クールジャパン機構は、日本の地場産品の欧州展開支援事業として、パリで日本の工芸品やクラフト製品の販売・卸を行う日系企業、エニスに1億円を出資することを発表した。
エニスは、1998年からパリの日系企業に勤務し社長などを務めた、塩川嘉章・社長が2011年に設立。現在、パリ1区サンタンヌ通りで日本の地場産品を扱うショップ「ディスカバー ジャパン」(60平方メートル)と「メゾン ワ」(180平方メートル)の2店舗を手掛ける。過去4年間で50回、「有田の陶磁器」「奈良の麻」「福井の包丁」など、メード・イン・ジャパンとして一括しない、産地ごとにフォーカスした展示販売を行い、商材の歴史や技術、その地域の文化などを発信してきた。消費者やバイヤーに深く日本の地場産品を理解してもらい、継続的な販売や卸拡大を行ってきたこと、国内の地方自治体や関連団体などと多く協業してきた実績などが買われ、今回の出資に至った。
クールジャパン機構は、同事業により小規模な地場産品事業者でも、本格的かつ継続的に欧州市場に挑戦できる仕組みを作り、日本が誇る多彩な地場産品の輸出量拡大を目指す。欧州でビジネスを確立する事業者を今後5年間で新たに200社増やしたい意向だ。
今後は、「ディスカバー ジャパン」と「メゾン ワ」を日本の地場産品を訴求する常設のショールーム機能をもったショップとして活用。欧州進出に意欲的な事業者を支援し、商材プロモーションだけでなく、現地ニーズの検証や欧州小売事業者との交渉や商品アドバイス、通関や物流の対応など、欧州進出に必要な一連の業務を継続的に支援・代行する機能を強化する。
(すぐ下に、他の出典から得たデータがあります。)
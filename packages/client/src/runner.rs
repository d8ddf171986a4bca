//! Client execution logic with reconnection support.
//!
//! Reconnection is a policy layered on top of the session: a session ends
//! on transport loss, and this runner decides whether to start a fresh one.

use std::time::Duration;

use super::{error::ClientError, session::run_client_session};

const MAX_RECONNECT_ATTEMPTS: u32 = 5;
const RECONNECT_INTERVAL_SECS: u64 = 5;

/// Run the WebSocket client with reconnection logic
pub async fn run_client(
    url: String,
    api_url: String,
    username: String,
) -> Result<(), ClientError> {
    let mut reconnect_count = 0;

    loop {
        tracing::info!(
            "Attempting to connect to {} as '{}' (attempt {}/{})",
            url,
            username,
            reconnect_count + 1,
            MAX_RECONNECT_ATTEMPTS
        );

        match run_client_session(&url, &api_url, &username).await {
            Ok(_) => {
                tracing::info!("Client session ended normally");
                // If the session ended normally (user exit), don't reconnect
                break;
            }
            Err(e) => {
                tracing::warn!("Connection lost: {}", e);
                reconnect_count += 1;

                if reconnect_count >= MAX_RECONNECT_ATTEMPTS {
                    tracing::error!(
                        "Failed to reconnect after {} attempts. Exiting.",
                        MAX_RECONNECT_ATTEMPTS
                    );
                    std::process::exit(1);
                }

                tracing::info!(
                    "Reconnecting in {} seconds... (attempt {}/{})",
                    RECONNECT_INTERVAL_SECS,
                    reconnect_count + 1,
                    MAX_RECONNECT_ATTEMPTS
                );

                tokio::time::sleep(Duration::from_secs(RECONNECT_INTERVAL_SECS)).await;
            }
        }
    }

    Ok(())
}
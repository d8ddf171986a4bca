//! UI layer: axum router, WebSocket and HTTP handlers.

mod handler;
mod server;
mod signal;
mod state;

pub use server::Server;
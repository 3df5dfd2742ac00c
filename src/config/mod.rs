use serde::{Deserialize, Serialize};
use std::path::{Path, PathBuf};

use crate::core::ExtraIgnore;

const DEFAULT_OUTPUT_FILENAME: &str = "project_export.txt";

/// Session settings. Built from defaults and command-line overrides; never
/// written to disk.
#[derive(Debug, Clone, Serialize, Deserialize, PartialEq)]
pub struct AppConfig {
    /// Directory the export is written into.
    pub output_directory: PathBuf,
    pub output_filename: String,
    /// Rules added on top of the built-in denylists for every scan.
    #[serde(default)]
    pub extra_ignore: ExtraIgnore,
}

impl AppConfig {
    /// Full path of the export file.
    pub fn output_path(&self) -> PathBuf {
        self.output_directory.join(&self.output_filename)
    }

    /// Points the export at `path`, splitting it into directory and filename.
    /// A bare filename keeps the current directory.
    pub fn set_output_path(&mut self, path: &Path) {
        if let Some(name) = path.file_name() {
            self.output_filename = name.to_string_lossy().to_string();
        }
        match path.parent() {
            Some(parent) if !parent.as_os_str().is_empty() => {
                self.output_directory = parent.to_path_buf();
            }
            _ => self.output_directory = PathBuf::from("."),
        }
    }
}

impl Default for AppConfig {
    fn default() -> Self {
        Self {
            output_directory: default_output_directory(),
            output_filename: DEFAULT_OUTPUT_FILENAME.to_string(),
            extra_ignore: ExtraIgnore::default(),
        }
    }
}

/// The user's Downloads directory, falling back to home and then the working directory.
pub fn default_output_directory() -> PathBuf {
    dirs::download_dir()
        .or_else(dirs::home_dir)
        .unwrap_or_else(|| PathBuf::from("."))
}

#[cfg(test)]
mod tests {
    use super::*;

    #[test]
    fn test_default_output_path_uses_default_filename() {
        let config = AppConfig::default();
        assert_eq!(
            config.output_path().file_name().unwrap(),
            "project_export.txt"
        );
    }

    #[test]
    fn test_set_output_path_splits_directory_and_name() {
        let mut config = AppConfig::default();
        config.set_output_path(Path::new("/tmp/exports/context.txt"));
        assert_eq!(config.output_directory, PathBuf::from("/tmp/exports"));
        assert_eq!(config.output_filename, "context.txt");
        assert_eq!(config.output_path(), PathBuf::from("/tmp/exports/context.txt"));
    }

    #[test]
    fn test_set_output_path_bare_filename_uses_working_directory() {
        let mut config = AppConfig::default();
        config.set_output_path(Path::new("out.txt"));
        assert_eq!(config.output_path(), PathBuf::from("./out.txt"));
    }

    #[test]
    fn test_config_round_trips_through_json_without_extras() {
        let json = r#"{"output_directory":"/x","output_filename":"y.txt"}"#;
        let config: AppConfig = serde_json::from_str(json).unwrap();
        assert_eq!(config.extra_ignore, ExtraIgnore::default());
        assert_eq!(config.output_path(), PathBuf::from("/x/y.txt"));
    }
}
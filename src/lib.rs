// Declare all modules as public so they can be used by the binary and tests.
pub mod app;
pub mod config;
pub mod core;
pub mod utils;
//! Responsible for transforming the `AppState` into a `UiState` view model.
//!
//! The scan result and the user's selection live together in
//! `FileListViewModel`: one flag per scanned file, index-aligned with it.

use serde::Serialize;
use std::path::{Path, PathBuf};

use super::state::AppState;
use crate::core::ScanResult;

/// A scan result plus a parallel selection flag per file.
#[derive(Debug, Clone)]
pub struct FileListViewModel {
    scan: ScanResult,
    labels: Vec<String>,
    selected: Vec<bool>,
}

impl FileListViewModel {
    /// Wraps `scan` with nothing selected.
    pub fn new(scan: ScanResult) -> Self {
        let labels = scan.labels();
        let selected = vec![false; scan.len()];
        Self {
            scan,
            labels,
            selected,
        }
    }

    pub fn scan(&self) -> &ScanResult {
        &self.scan
    }

    pub fn root(&self) -> &Path {
        self.scan.root()
    }

    pub fn len(&self) -> usize {
        self.labels.len()
    }

    pub fn is_empty(&self) -> bool {
        self.labels.is_empty()
    }

    pub fn labels(&self) -> &[String] {
        &self.labels
    }

    pub fn is_selected(&self, index: usize) -> bool {
        self.selected.get(index).copied().unwrap_or(false)
    }

    /// Flips one file's flag. Returns `false` if `index` is out of range.
    pub fn toggle(&mut self, index: usize) -> bool {
        match self.selected.get_mut(index) {
            Some(flag) => {
                *flag = !*flag;
                true
            }
            None => false,
        }
    }

    pub fn set_all(&mut self, value: bool) {
        self.selected.iter_mut().for_each(|flag| *flag = value);
    }

    pub fn invert(&mut self) {
        self.selected.iter_mut().for_each(|flag| *flag = !*flag);
    }

    /// Selects every file whose label equals one of `labels`, or lies under one
    /// of them taken as a directory. Returns how many files matched.
    pub fn select_labels<S: AsRef<str>>(&mut self, labels: &[S]) -> usize {
        let wanted: Vec<String> = labels
            .iter()
            .filter_map(|label| normalize_label(label.as_ref()))
            .collect();

        let mut matched = 0;
        for (label, flag) in self.labels.iter().zip(self.selected.iter_mut()) {
            if wanted.iter().any(|w| label_matches(label, w)) {
                *flag = true;
                matched += 1;
            }
        }
        matched
    }

    /// True only for a non-empty list with every file selected.
    pub fn all_selected(&self) -> bool {
        !self.selected.is_empty() && self.selected.iter().all(|flag| *flag)
    }

    pub fn selected_count(&self) -> usize {
        self.selected.iter().filter(|flag| **flag).count()
    }

    /// The selected files in scan order.
    pub fn selected_paths(&self) -> Vec<PathBuf> {
        self.scan
            .files()
            .iter()
            .zip(&self.selected)
            .filter(|(_, selected)| **selected)
            .map(|(path, _)| path.clone())
            .collect()
    }

    pub fn entries(&self) -> Vec<FileEntry> {
        self.scan
            .files()
            .iter()
            .zip(&self.labels)
            .zip(&self.selected)
            .map(|((path, label), selected)| FileEntry {
                label: label.clone(),
                path: path.clone(),
                selected: *selected,
            })
            .collect()
    }
}

/// Accepts `./src/`, `src\\main.rs` and similar spellings of a label.
fn normalize_label(label: &str) -> Option<String> {
    let label = label.trim().replace('\\', "/");
    let label = label.trim_start_matches("./").trim_end_matches('/');
    if label.is_empty() || label == "." {
        None
    } else {
        Some(label.to_string())
    }
}

fn label_matches(label: &str, wanted: &str) -> bool {
    label == wanted
        || label
            .strip_prefix(wanted)
            .is_some_and(|rest| rest.starts_with('/'))
}

/// A serializable representation of the session for the front-end.
#[derive(Serialize, Clone, Debug)]
pub struct UiState {
    pub current_path: String,
    pub files: Vec<FileEntry>,
    pub total_files: usize,
    pub selected_files_count: usize,
    /// Drives a "select all" checkbox.
    pub all_selected: bool,
    pub is_scanning: bool,
    pub is_exporting: bool,
    pub status_message: String,
}

/// One row of the file list.
#[derive(Serialize, Clone, Debug, PartialEq, Eq)]
pub struct FileEntry {
    /// Path relative to the scan root, `/`-separated.
    pub label: String,
    pub path: PathBuf,
    pub selected: bool,
}

/// Creates the complete `UiState` from the current `AppState`.
pub fn generate_ui_state(state: &AppState) -> UiState {
    let (files, selected_files_count, all_selected) = match &state.file_list {
        Some(list) if !state.is_scanning => {
            (list.entries(), list.selected_count(), list.all_selected())
        }
        _ => (Vec::new(), 0, false),
    };

    UiState {
        current_path: state
            .current_path
            .as_ref()
            .map(|p| p.display().to_string())
            .unwrap_or_default(),
        total_files: files.len(),
        files,
        selected_files_count,
        all_selected,
        is_scanning: state.is_scanning,
        is_exporting: state.is_exporting,
        status_message: state.status_message.clone(),
    }
}
//! The session layer a front-end drives: shared state, commands, background
//! tasks and the events they emit.

pub mod commands;
pub mod events;
pub mod helpers;
pub mod proxy;
pub mod state;
pub mod tasks;
pub mod view_model;
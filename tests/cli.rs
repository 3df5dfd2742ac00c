//! Integration tests for the file-exporter CLI

use assert_cmd::Command;
use predicates::prelude::*;
use std::fs;
use std::path::{Path, PathBuf};
use tempfile::TempDir;

fn project(files: &[(&str, &str)]) -> (TempDir, PathBuf) {
    let temp_dir = TempDir::new().unwrap();
    let root = temp_dir.path().join("project");
    fs::create_dir(&root).unwrap();
    for (path, content) in files {
        let full = root.join(path);
        fs::create_dir_all(full.parent().unwrap()).unwrap();
        fs::write(full, content).unwrap();
    }
    (temp_dir, root)
}

fn file_exporter() -> Command {
    let mut cmd = Command::cargo_bin("file-exporter").unwrap();
    cmd.env_remove("RUST_LOG");
    cmd
}

fn canonical(path: &Path) -> PathBuf {
    fs::canonicalize(path).unwrap()
}

/// Test CLI binary exists and responds to --help
#[test]
fn test_cli_help() {
    file_exporter()
        .arg("--help")
        .assert()
        .success()
        .stdout(predicate::str::contains("--export"));
}

/// Test a missing path argument is a usage error
#[test]
fn test_missing_path_is_usage_error() {
    file_exporter()
        .assert()
        .code(2)
        .stderr(predicate::str::contains("<PATH>"));
}

#[test]
fn test_lists_eligible_files() {
    let (_tmp, root) = project(&[
        ("src/main.rs", "fn main() {}"),
        ("README.md", "# readme"),
        ("target/debug/app", ""),
        ("debug.log", ""),
    ]);

    file_exporter()
        .arg(&root)
        .assert()
        .success()
        .stdout("README.md\nsrc/main.rs\n");
}

#[test]
fn test_extra_ignore_flags() {
    let (_tmp, root) = project(&[
        ("keep.rs", ""),
        ("data.csv", ""),
        ("NOTES.md", ""),
        ("fixtures/a.rs", ""),
    ]);

    file_exporter()
        .arg(&root)
        .args(["--ignore-ext", "csv", "--ignore-name", "NOTES.md"])
        .args(["--ignore-dir", "fixtures"])
        .assert()
        .success()
        .stdout("keep.rs\n");
}

#[test]
fn test_selection_marks() {
    let (_tmp, root) = project(&[("a.rs", ""), ("src/b.rs", ""), ("src/c.rs", "")]);

    file_exporter()
        .arg(&root)
        .args(["--select", "src", "--invert"])
        .assert()
        .success()
        .stdout("[x] a.rs\n[ ] src/b.rs\n[ ] src/c.rs\n");
}

#[test]
fn test_json_listing() {
    let (_tmp, root) = project(&[("lib.rs", "")]);

    let output = file_exporter().arg(&root).arg("--json").output().unwrap();
    assert!(output.status.success());

    let json: serde_json::Value = serde_json::from_slice(&output.stdout).unwrap();
    assert_eq!(json["root"], canonical(&root).display().to_string());
    assert_eq!(json["files"][0]["label"], "lib.rs");
    assert_eq!(
        json["files"][0]["path"],
        canonical(&root).join("lib.rs").display().to_string()
    );
}

#[test]
fn test_tree_output() {
    let (_tmp, root) = project(&[("Zebra/z.rs", ""), ("apple.txt", ""), ("node_modules/x.js", "")]);

    file_exporter()
        .arg(&root)
        .arg("--tree")
        .assert()
        .success()
        .stdout("project/\n├── apple.txt\n└── Zebra/\n    └── z.rs\n");
}

#[test]
fn test_export_all_files() {
    let (tmp, root) = project(&[("b.rs", "fn b() {}\n"), ("a.rs", "\n fn a() {} \n")]);
    let out = tmp.path().join("exports/context.txt");

    file_exporter()
        .arg(&root)
        .arg("--export")
        .arg("--output")
        .arg(&out)
        .assert()
        .success()
        .stdout(predicate::str::contains("Exported 2 files"));

    let root = canonical(&root);
    assert_eq!(
        fs::read_to_string(&out).unwrap(),
        format!(
            "{}:\nfn a() {{}}\n\n{}:\nfn b() {{}}\n\n",
            root.join("a.rs").display(),
            root.join("b.rs").display()
        )
    );
}

#[test]
fn test_export_with_unmatched_selection_fails() {
    let (tmp, root) = project(&[("a.rs", "")]);
    let out = tmp.path().join("out.txt");

    file_exporter()
        .arg(&root)
        .args(["--export", "--select", "nothing-here"])
        .arg("-o")
        .arg(&out)
        .assert()
        .code(1)
        .stderr(predicate::str::contains("No files selected for export"))
        .stderr(predicate::str::contains("No export file was written"));

    assert!(!out.exists());
}

#[test]
fn test_invalid_root_exits_with_error() {
    let tmp = TempDir::new().unwrap();

    file_exporter()
        .arg(tmp.path().join("missing"))
        .assert()
        .code(1)
        .stderr(predicate::str::contains("Invalid folder path"));
}

#[test]
fn test_empty_folder_is_not_an_error() {
    let (_tmp, root) = project(&[("only.log", "")]);

    file_exporter()
        .arg(&root)
        .assert()
        .success()
        .stdout("")
        .stderr(predicate::str::contains("No eligible files found in"))
        .stderr(predicate::str::contains("Invalid folder path").not());
}

#[test]
fn test_json_listing_of_empty_folder() {
    let (_tmp, root) = project(&[("only.log", "")]);

    let output = file_exporter().arg(&root).arg("--json").output().unwrap();
    assert!(output.status.success());

    let json: serde_json::Value = serde_json::from_slice(&output.stdout).unwrap();
    assert_eq!(json["root"], canonical(&root).display().to_string());
    assert_eq!(json["files"], serde_json::json!([]));
}

#[test]
fn test_bare_file_name_scans_working_directory() {
    let (_tmp, root) = project(&[("main.rs", "fn main() {}"), ("lib.rs", "")]);

    file_exporter()
        .current_dir(&root)
        .arg("main.rs")
        .assert()
        .success()
        .stdout("lib.rs\nmain.rs\n");
}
エニスの塩川社長は、「海外の消費者やバイヤーは、日本で作られたモノを一括りでメード・イン・ジャパンととらえているが、日本はフランスと比べ、はるかに地域によって異なる特性や強みがある。出資額よりも国にサポートしてもらうことで、さらに商材の信用度が増して、事業者の支援にもつながれば」とコメント。ファッション系では、過去に山梨の近藤ニットが手掛ける「エヴァムエヴァ」などの展示販売を実施。支援希望者は、クールジャパン機構の窓口で随時受け付けているという。